4 1-Acetoxy 1 3 — [1-Dimethyltexylsilyloxyxetil] 1-azetidine 1 2 — One, 4-Acetoxy 1 3 — [1-Hydroxyscheruethyl] 1-azetidine 1 2 —

 4 α-chloroacetoxy 3 — [1-tert-butyl-dimethylsilyloxy-shethyl] —azetidin-1-one,

 4-isobutyryloxy 3 — [1-tert e-butyldimethylsilyloxyxethyl] azetidine— 2 —one,

 4-propionyloxy 31- [1-tert e-butyldimethylsilyloxyethyl] azetidine-1'-one,

 4-benzoyloxy 3 -— [1-tert-butyldimethylsilyloxyxethyl] azetidine-1 2—one,

 4-P-tolylthio-3-3- [1-tert-butyldimethylsilyloxexetil] azetidine-1-2-,

 4—Fenrylthio 3— [1-t ert 1-butyldimethylsilyloxexetil] 1-azetidine-1 2—one,

 4 1-p-toluenesulfinyloxy-3 — [1-tert e-butyldimethylsilyloxetyl] 1-azetidin-12-one,

 4 1 benzenesulfinyloxy 1 3 — [1 t ert 1 butyl dimethylsilyl oxexetyl] 1 azetidine 1 2 -one,

 4 1-P-toluenesulfonyloxy 3 — [1-t er 1-butyldimethylsilyloxyxethyl] 1-azetidine— 2-one,

 4 1 benzenesulfonyloxy 3 — [1 t ert 1 butyldimethylsilylloxityl] 1 azetidine 1 2 -one,

 4-Chloro-3— [1-tert e-Butyldimethylsilyloxoxetyl] azetidine-1 2—one,

 4—Promote 3 — [1—t e rt—Butyldimethylsilyloxechil] azetidine—1 on,

 4-3-[1 -tert-butyl-dimethylsilyloxyxethyl] -azetidine-1-on,

4-cyano 3 — [1-tert-butyldimethylsilyloxyxetil] ase Thidine 1-on

And the like.

 Among these compounds, more preferred are, for example, 4-acetoxy-3- [1-1-tert-butyldimethylsilyloxyxethyl] -1-azetidine-12-one and 4-chloroacetoxy-13- [1-tert- —Butyldimethylsilyloxyshethyl] 1-azetidin-2-one and the like.
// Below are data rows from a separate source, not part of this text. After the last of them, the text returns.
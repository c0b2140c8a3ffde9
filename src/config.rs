//! Environment-driven configuration.
//!
//! All knobs come from the process environment (optionally seeded from a
//! `.env` file by the binary). Nothing here depends on specific values
//! beyond presence/absence; defaults are suitable for local development.

use std::env;
use std::path::PathBuf;
use std::time::Duration;

/// How the service executes jobs.
#[derive(Debug, Clone, Copy, PartialEq, Eq)]
pub enum ExecutionMode {
    /// Upload/enqueue in the server process; a separate `docsight worker`
    /// process pulls from the queue.
    Queued,
    /// The server process also runs the worker loop (single-process
    /// deployment).
    Inline,
}

impl ExecutionMode {
    pub fn from_str(s: &str) -> Option<Self> {
        match s.to_ascii_lowercase().as_str() {
            "queued" => Some(Self::Queued),
            "inline" => Some(Self::Inline),
            _ => None,
        }
    }
}

/// Service settings, resolved once at startup.
#[derive(Debug, Clone)]
pub struct Settings {
    /// Root of durable file storage (`raw/` and `processed/` live under it).
    pub storage_root: PathBuf,
    /// SQLite database file (documents + job queue).
    pub database_path: PathBuf,
    /// Bearer token granting the `admin` role.
    pub admin_token: String,
    /// Bearer token granting the `user` role.
    pub user_token: String,
    /// Model identifier sent to the inference backend.
    pub model_id: String,
    /// OpenAI-compatible chat-completions endpoint.
    pub inference_url: String,
    /// Optional API key for the inference backend.
    pub inference_api_key: Option<String>,
    /// Maximum new tokens per generation.
    pub max_new_tokens: u32,
    /// PDF rasterization resolution.
    pub render_dpi: u32,
    /// Prompt used when the enqueue request carries none.
    pub default_prompt: String,
    pub execution_mode: ExecutionMode,
    /// Worker queue poll interval.
    pub poll_interval: Duration,
    /// Documents stuck in `processing` longer than this are requeued.
    pub stale_processing_timeout: Duration,
    /// Queue claim TTL; expired claims are redelivered.
    pub claim_ttl: Duration,
}

fn env_or(key: &str, default: &str) -> String {
    env::var(key).unwrap_or_else(|_| default.to_string())
}

fn env_parse<T: std::str::FromStr>(key: &str, default: T) -> anyhow::Result<T> {
    match env::var(key) {
        Ok(v) => v
            .parse()
            .map_err(|_| anyhow::anyhow!("invalid value for {key}: {v:?}")),
        Err(_) => Ok(default),
    }
}

impl Settings {
    /// Resolve settings from the environment.
    pub fn from_env() -> anyhow::Result<Self> {
        let storage_root = PathBuf::from(env_or("STORAGE_PATH", "./data"));
        let database_path = match env::var("DATABASE_PATH") {
            Ok(p) => PathBuf::from(p),
            Err(_) => storage_root.join("docsight.db"),
        };

        let mode_raw = env_or("EXECUTION_MODE", "queued");
        let execution_mode = ExecutionMode::from_str(&mode_raw)
            .ok_or_else(|| anyhow::anyhow!("invalid EXECUTION_MODE: {mode_raw:?}"))?;

        Ok(Self {
            storage_root,
            database_path,
            admin_token: env_or("ADMIN_TOKEN", "admintoken"),
            user_token: env_or("USER_TOKEN", "usertoken"),
            model_id: env_or("MODEL_ID", "Qwen/Qwen3-VL-30B-A3B-Instruct"),
            inference_url: env_or("INFERENCE_URL", "http://localhost:8080/v1/chat/completions"),
            inference_api_key: env::var("INFERENCE_API_KEY").ok(),
            max_new_tokens: env_parse("MAX_NEW_TOKENS", 4096)?,
            render_dpi: env_parse("RENDER_DPI", 300)?,
            default_prompt: env_or("DEFAULT_PROMPT", "Extract OCR JSON"),
            execution_mode,
            poll_interval: Duration::from_secs(env_parse("WORKER_POLL_INTERVAL_SECS", 2)?),
            stale_processing_timeout: Duration::from_secs(env_parse(
                "STALE_PROCESSING_TIMEOUT_SECS",
                1800,
            )?),
            claim_ttl: Duration::from_secs(env_parse("QUEUE_CLAIM_TTL_SECS", 1800)?),
        })
    }
}

#[cfg(test)]
mod tests {
    use super::*;

    #[test]
    fn execution_mode_parses() {
        assert_eq!(ExecutionMode::from_str("queued"), Some(ExecutionMode::Queued));
        assert_eq!(ExecutionMode::from_str("Inline"), Some(ExecutionMode::Inline));
        assert_eq!(ExecutionMode::from_str("celery"), None);
    }
}
//! Command-line interface for docsight.

use std::net::SocketAddr;
use std::sync::Arc;

use clap::{Parser, Subcommand};
use tracing::info;

use crate::config::{ExecutionMode, Settings};
use crate::inference::{HttpVlmClient, VlmConfig};
use crate::metrics::JobMetrics;
use crate::queue::SqliteJobQueue;
use crate::repository::DocumentRepository;
use crate::server::auth::TokenTable;
use crate::server::{self, AppState};
use crate::storage::FileStorage;
use crate::worker::{Worker, WorkerConfig};

#[derive(Parser)]
#[command(name = "docsight", version, about = "Document OCR service")]
struct Cli {
    #[command(subcommand)]
    command: Command,
}

#[derive(Subcommand)]
enum Command {
    /// Run the HTTP server.
    Serve {
        /// Address to bind.
        #[arg(long, default_value = "0.0.0.0", env = "HOST")]
        host: String,

        /// Port to bind.
        #[arg(long, default_value_t = 8000, env = "PORT")]
        port: u16,
    },
    /// Run a worker process pulling from the job queue.
    Worker,
}

/// Shared service wiring built from settings.
struct Service {
    settings: Settings,
    repo: Arc<DocumentRepository>,
    storage: Arc<FileStorage>,
    queue: Arc<SqliteJobQueue>,
    metrics: Arc<JobMetrics>,
}

fn build_service(settings: Settings) -> anyhow::Result<Service> {
    let storage = Arc::new(FileStorage::new(&settings.storage_root)?);
    let repo = Arc::new(DocumentRepository::new(&settings.database_path)?);
    let queue = Arc::new(SqliteJobQueue::new(
        &settings.database_path,
        settings.claim_ttl,
    )?);
    let metrics = Arc::new(JobMetrics::new()?);
    Ok(Service {
        settings,
        repo,
        storage,
        queue,
        metrics,
    })
}

fn build_worker(service: &Service) -> Worker {
    let settings = &service.settings;
    let vlm = Arc::new(HttpVlmClient::new(VlmConfig {
        endpoint: settings.inference_url.clone(),
        model: settings.model_id.clone(),
        api_key: settings.inference_api_key.clone(),
        max_new_tokens: settings.max_new_tokens,
    }));
    Worker::new(
        service.repo.clone(),
        service.storage.clone(),
        service.queue.clone(),
        vlm,
        service.metrics.clone(),
        WorkerConfig {
            poll_interval: settings.poll_interval,
            stale_processing_timeout: settings.stale_processing_timeout,
            render_dpi: settings.render_dpi,
        },
    )
}

/// Parse arguments and dispatch.
pub async fn run() -> anyhow::Result<()> {
    let cli = Cli::parse();
    let settings = Settings::from_env()?;

    match cli.command {
        Command::Serve { host, port } => {
            let service = build_service(settings)?;
            let state = AppState {
                repo: service.repo.clone(),
                storage: service.storage.clone(),
                queue: service.queue.clone(),
                metrics: service.metrics.clone(),
                tokens: Arc::new(TokenTable::new(
                    service.settings.admin_token.clone(),
                    service.settings.user_token.clone(),
                )),
                default_prompt: service.settings.default_prompt.clone(),
            };

            // Inline mode runs the worker loop inside the server process;
            // queued mode expects separate `docsight worker` processes.
            if service.settings.execution_mode == ExecutionMode::Inline {
                info!("inline execution mode: starting embedded worker");
                let worker = build_worker(&service);
                tokio::spawn(async move { worker.run().await });
            }

            let addr: SocketAddr = format!("{host}:{port}").parse()?;
            server::serve(state, addr).await
        }
        Command::Worker => {
            let service = build_service(settings)?;
            let worker = build_worker(&service);
            worker.run().await;
            Ok(())
        }
    }
}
 The method for producing the diazo compound represented by the general formula [3] is not particularly limited, and examples thereof include, for example, JP-A-58-103358, JP-A-61 The compound can be synthesized by the method described in Japanese Patent Application Laid-Open No. 2752528 or a method analogous thereto.

 Specific examples of the diazo compound represented by the general formula [3] include, for example,

 Methyl 2-diazo 3 3-year-old xobutanoate

 Methyl 2 — diazo 3 — oxopentanoate

 Methyl 2 — diazo 3 — oxohexanoate

 Ethel 2—Diazo 3—Kiss

 Ethyl 2 — diazo 3 — oxopentanoate

 Ethyl 2-diazo 3-oxohexanoe

 n — propyl 2 — diazo 3 — oxobutanoate

 n — propyl 2 — diazo 3 — oxopentanoate

 n—Propyl 2 —Diazo 1 3 —Oxohexanoate

 Isopropyl 2-diazo 3-oxobutenoate

 Isopropyl 2 — diazo 3 — oxopentanoate

 Isopropyl 2 — diazo 3 — oxohexanoate

 n-Butyl 2-diazo-3-oxoptanoate

 n—Butyl 2-diazo 3 _oxopen

 n —Butyl 2 —Diazo 3 —Oxohexanoate

 t e r t-butyl 2-diazo-3-oxobutanoate

 t e r t-butyl 2 — diazo 3 — oxopentanoate

tert —butyl 2 —diazo 3 —oxohexanoate Benzyl 2-diazo-3 3-year-old

 Benzyl 2-diazo 3-sodium pentapent

 Benzyl 2-diazo 3-oxohexanoate

 p-Nitrobenzil 2-diazo-3-oxobutanoate

 p-Nitrobenzil 2-diazo-3-oxopentanoate

 p-Nitrobenzyl 2-diazo 3-oxohexanoate

 p-Methoxybenzyl 2-diazo-3-oxobutanoate

 P-Methoxybenzyl 2-diazo-3-oxopentanoate

 p_Methoxybenzyl 2-diazo-3-oxohexanoe 1,

 Vinyl 2-diazo 3-oxobutanoate

 Bier 2-Diazo 3-oxopentanoate

 Pier 2—Diazo 3—Oxohexanoate

 Aryl 2 Giazo 3 1—Kisobutano 1

 Aryl 2-diazo 3-oxopentanoate

 Aryl 2-diazo 3-oxohexanoate

And the like.

 Among these azo compounds, more preferred are, for example,

t e r t-butyl 2-diazo-3-oxopene

Benzyl 2-diazo-3-oxopenite,

p-Nitrobenzil 2-Diazo 3-Oxopene

Aryl 2-diazo 1-3-oxopen can be mentioned.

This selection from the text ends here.